The version in Basic to Brilliant, Y'all is the one Virginia's grandmother made. It's a three-layer cake, but since my grandmother made hers with just two layers, I used only two. It's always nice to have a layer in the freezer for a rainy day, isn't it!

Never much of a candy fan, I've never bought a candy thermometer for my well-equipped kitchen. But my trusty Splash-Proof Super-Fast Thermapen Instant Read Thermometer works beautifully for this; no need for a thermometer that clips to the pan, but you will need a thermometer.

Besides wonderful recipes, each with an optional "brilliant" touch to add to the "basic" recipe, you will find lots of stories about the author's Southern childhood and her time in France. 

The drool-worthy pictures by photographer Helene Dujardin next to Virginia's delectable recipes make this book hard to read without getting hungry!

Dede's Burnt Caramel Cake

(Makes three 9-inch layers)

1 cup (2 sticks) unsalted butter, room temperature, plus more for the pans
3 cups all-purpose flour, plus more for the pans
1 teaspoon baking powder
2 cups sugar
4 large eggs, room temperature, well beaten
1 cup whole milk
1 teaspoon pure vanilla extract
Burnt Caramel Icing

Preheat oven to 350 degrees. Butter and flour three 9-inch round cake pans and line the bottoms with waxed or parchment paper. Butter and flour the paper. Sit together the flour and the baking powder.

In the bowl of a heavy-duty mixer fitted with the paddle attachment, cream the butter and sugar on medium speed until light and fluffy, about 3 minutes. Add the flour mixture [and the wet mixture] to the butter-sugar mixture, alternating between the dry and wet ingredients in three portions, starting and ending with the dry ingredients. Pour into the prepared pans.

Bake until a cake tester inserted into the center of each cake comes out clean and the cakes start pulling away from the sides of the pans, about 25 minutes. Remove to a rack to cool slightly. Invert onto the rack to cool completely.
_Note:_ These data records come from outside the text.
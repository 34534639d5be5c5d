// Ultralytics 🚀 AGPL-3.0 License - https://ultralytics.com/license
//! 日志初始化
//!
//! 控制台输出 + 可选的非阻塞文件输出 (sentinel.log, 按天轮转)

use std::fs;
use std::path::Path;

use tracing_appender::non_blocking::WorkerGuard;
use tracing_appender::rolling::{RollingFileAppender, Rotation};
use tracing_subscriber::{fmt, layer::SubscriberExt, util::SubscriberInitExt, EnvFilter};

use crate::error::{Result, SentinelError};

const LOG_FILE_NAME: &str = "sentinel.log";

/// 初始化日志系统
///
/// `RUST_LOG` 优先于 `level`. 返回的 WorkerGuard 必须在 main 中保持存活,
/// 否则文件日志线程会提前退出
pub fn init_logging(level: &str, log_dir: Option<&Path>) -> Result<Option<WorkerGuard>> {
    let filter_string = format!("{},ort=warn", level);
    let env_filter =
        EnvFilter::try_from_default_env().unwrap_or_else(|_| EnvFilter::new(&filter_string));

    // 控制台层: 带线程名, 便于区分各阶段
    let console_layer = fmt::layer()
        .with_writer(std::io::stdout)
        .with_thread_names(true)
        .with_target(false);

    let (file_layer, guard) = match log_dir {
        Some(dir) => {
            fs::create_dir_all(dir)?;
            let appender = RollingFileAppender::new(Rotation::DAILY, dir, LOG_FILE_NAME);
            let (writer, guard) = tracing_appender::non_blocking(appender);
            let layer = fmt::layer()
                .with_writer(writer)
                .with_ansi(false)
                .with_file(true)
                .with_line_number(true)
                .with_thread_names(true);
            (Some(layer), Some(guard))
        }
        None => (None, None),
    };

    tracing_subscriber::registry()
        .with(env_filter)
        .with(console_layer)
        .with(file_layer)
        .try_init()
        .map_err(|e| SentinelError::config(format!("日志系统已初始化: {}", e)))?;

    Ok(guard)
}
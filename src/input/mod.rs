// Ultralytics 🚀 AGPL-3.0 License - https://ultralytics.com/license
/// 视频输入系统 (Video Input System)
///
/// - StillImageSource:    固定帧率重复单幅图片
/// - ImageSequenceSource: 回放目录中的录制帧
/// - FfmpegSource:        摄像头/视频文件/RTSP (ffmpeg 特性)
#[cfg(feature = "ffmpeg")]
pub mod ffmpeg;
pub mod sequence;
pub mod still;
pub mod yuv;

use std::path::Path;
use std::sync::atomic::{AtomicBool, Ordering};
use std::sync::Arc;
use std::time::{Duration, Instant};

use crossbeam_channel::{Receiver, RecvTimeoutError};
use image::RgbImage;

use crate::error::Result;

#[cfg(feature = "ffmpeg")]
pub use ffmpeg::{FfmpegInput, FfmpegSource};
pub use sequence::ImageSequenceSource;
pub use still::StillImageSource;

/// 图片源默认帧间隔 (25fps)
pub const DEFAULT_FRAME_INTERVAL: Duration = Duration::from_millis(40);

const IMAGE_EXTENSIONS: [&str; 5] = ["jpg", "jpeg", "png", "bmp", "webp"];

/// 帧源: 生产线程逐帧拉取
pub trait FrameSource: Send {
    /// 下一帧; `Ok(None)` 表示源已结束
    fn next_frame(&mut self) -> Result<Option<RgbImage>>;

    /// 帧间隔; `None` 表示源按自身速率阻塞产出
    fn frame_interval(&self) -> Option<Duration>;

    fn describe(&self) -> String;

    /// 流水线停止标志; 阻塞读帧的源应据此提前返回 `Ok(None)`
    fn attach_shutdown(&mut self, _shutdown: Arc<AtomicBool>) {}
}

/// 分片等待时每片时长
const WAIT_SLICE: Duration = Duration::from_millis(100);

/// 分片等待结果
#[derive(Debug, PartialEq)]
pub(crate) enum Wait<T> {
    Ready(T),
    /// 停止标志已置位
    Cancelled,
    TimedOut,
    Disconnected,
}

/// 等待通道中的下一项, 每片检查一次停止标志
#[cfg_attr(not(feature = "ffmpeg"), allow(dead_code))]
pub(crate) fn wait_next<T>(
    rx: &Receiver<T>,
    limit: Duration,
    shutdown: Option<&AtomicBool>,
) -> Wait<T> {
    let deadline = Instant::now() + limit;
    loop {
        if shutdown.is_some_and(|s| s.load(Ordering::SeqCst)) {
            return Wait::Cancelled;
        }
        let left = deadline.saturating_duration_since(Instant::now());
        if left.is_zero() {
            return Wait::TimedOut;
        }
        match rx.recv_timeout(left.min(WAIT_SLICE)) {
            Ok(item) => return Wait::Ready(item),
            Err(RecvTimeoutError::Timeout) => continue,
            Err(RecvTimeoutError::Disconnected) => return Wait::Disconnected,
        }
    }
}

pub(crate) fn is_image_file(path: &Path) -> bool {
    path.is_file()
        && path
            .extension()
            .and_then(|e| e.to_str())
            .is_some_and(|e| IMAGE_EXTENSIONS.contains(&e.to_lowercase().as_str()))
}

/// 根据源字符串选择实现
///
/// 目录 → 图片序列; 图片文件 → 静态图片; 其他交给 ffmpeg (摄像头序号、视频文件、流地址)
pub fn open_source(spec: &str) -> Result<Box<dyn FrameSource>> {
    let path = Path::new(spec);
    if path.is_dir() {
        return Ok(Box::new(ImageSequenceSource::open(path, DEFAULT_FRAME_INTERVAL)?));
    }
    if is_image_file(path) {
        return Ok(Box::new(StillImageSource::open(path, DEFAULT_FRAME_INTERVAL)?));
    }
    open_stream(spec)
}

#[cfg(feature = "ffmpeg")]
fn open_stream(spec: &str) -> Result<Box<dyn FrameSource>> {
    Ok(Box::new(FfmpegSource::open(spec)?))
}

#[cfg(not(feature = "ffmpeg"))]
fn open_stream(spec: &str) -> Result<Box<dyn FrameSource>> {
    Err(crate::error::SentinelError::Source(format!(
        "无法打开 {:?}: 摄像头与视频流需要启用 ffmpeg 特性",
        spec
    )))
}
To assemble the cake, place one cake layer on a cardboard cake round. Spread with the still-warm frosting. Repeat with remaining layers, placing the final layer bottom side up. Working quickly, use a small off-set spatula to spread the icing gently around the cake. Let stand for 2 hours to allow the icing to set before serving. Store in an airtight container for up to 1 week.

Burnt Caramel Icing

(Makes about 2 cups)

2 1/2 cups sugar
1/2 cup (1 stick) unsalted butter
1 cup heavy cream, plus more if needed to loosen
2 teaspoons pure vanilla extract
1/4 teaspoon fine sea salt

In a heavy cast-iron skillet, heat 1/2 cup of the sugar over medium-high heat. Stir until dissolved, then do not stir again; simply shake the pan occasionally until the mixture reaches the caramel stage, 320 to 335 degrees, on a candy thermometer.

Meanwhile, in a heavy saucepan, combine the remaining 2 cups sugar, the butter, and the cream. Bring to a boil, stirring occasionally.

When the sugar reaches the caramel stage, immediately pour it into the cream mixture and stir to combine. Cook over medium heat, stirring once or twice, until the mixture reaches the soft-ball stage, 232 to 240 degrees. Remove from the heat; add the vanilla and salt and stir to combine. Place on a rack and set aside until just cool enough to touch, 10 to 15 minutes.

Transfer the mixture to the bowl of a heavy-duty mixer fitted with the whisk attachment. Beat on high speed until creamy, 5 to 7 minutes. Place the bowl of icing in a bowl of warm water to keep it loose and fluid while frosting the cake. If it starts to set too firmly, you may need to add warm heavy cream to loosen it.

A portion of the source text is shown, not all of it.